The hermitage was made in rectangular ashlars of limestone. It was a temple of unique nave with wood cover. The head was semicircular with semi-dome, and straight section with barrel vault in turn divided into two parts. Both the architectural structure of the head as well as the decorative motifs that can be seen in the drawings of Van den Wyngaerde, Repullés and Francisco Aznar link this building with San Vicente, San Pedro and San Andrés of Ávila, so the date of construction can approach that of those temples, the mid-12th century.

In the unique nave it opened two doors, one to south and one to the west (puerta de los pies); still the remains of one of the two in which it can be seen the three midpoint archivolts that support in the abacuses united to impost. Although almost not noted, this impost is carved with roses of four petals inscribed in circles. The same rosettes formed the decoration carved of the archivolts; yet it can guess its trace. The capitals had a zoomorphic and vegetal decoration. Despite the deterioration, the acanthus leaves could still be seen.

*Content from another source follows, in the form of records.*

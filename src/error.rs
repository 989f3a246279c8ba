use thiserror::Error;

use crate::media::MediaError;

/// Crate-wide result type.
pub type Result<T> = std::result::Result<T, PlayerError>;

/// Player-level errors.
///
/// Workers never surface per-frame failures through this type; a packet that
/// fails to decode is dropped where it happened. Only structural failures
/// (queue allocation, sink open after fallbacks, a broken input) reach here.
#[derive(Debug, Error)]
pub enum PlayerError {
    /// Cannot bring the session up at all. Maps to exit code 1.
    #[error("initialization failed: {0}")]
    FatalInit(String),

    /// The underlying byte stream broke mid-playback.
    #[error("input error: {0}")]
    Io(#[from] MediaError),

    /// The audio sink refused every format in the fallback sequence.
    #[error("audio sink refused all formats: {0}")]
    BackendRefusal(String),
}

impl PlayerError {
    pub(crate) fn init(message: impl Into<String>) -> Self {
        Self::FatalInit(message.into())
    }
}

In the apse it opened into three semicircular windows with archivolt and chambrana. Two remain as witness and it can distinguish the deep flare ending in a narrow arrowslit. The archivolts rest on abacuses and capitals that were decorated with leaves and birds with the beak between the legs, like those that can be seen in the Iglesia de San Andrés of Ávila. According to the preserved drawings, the straight section had blind arches of a single arch whose capitals were decorated with plant motifs, lions and birds. The study of this decoration has been suggested in the workshops that carved San Pedro and San Vicente and the covers of San Andrés.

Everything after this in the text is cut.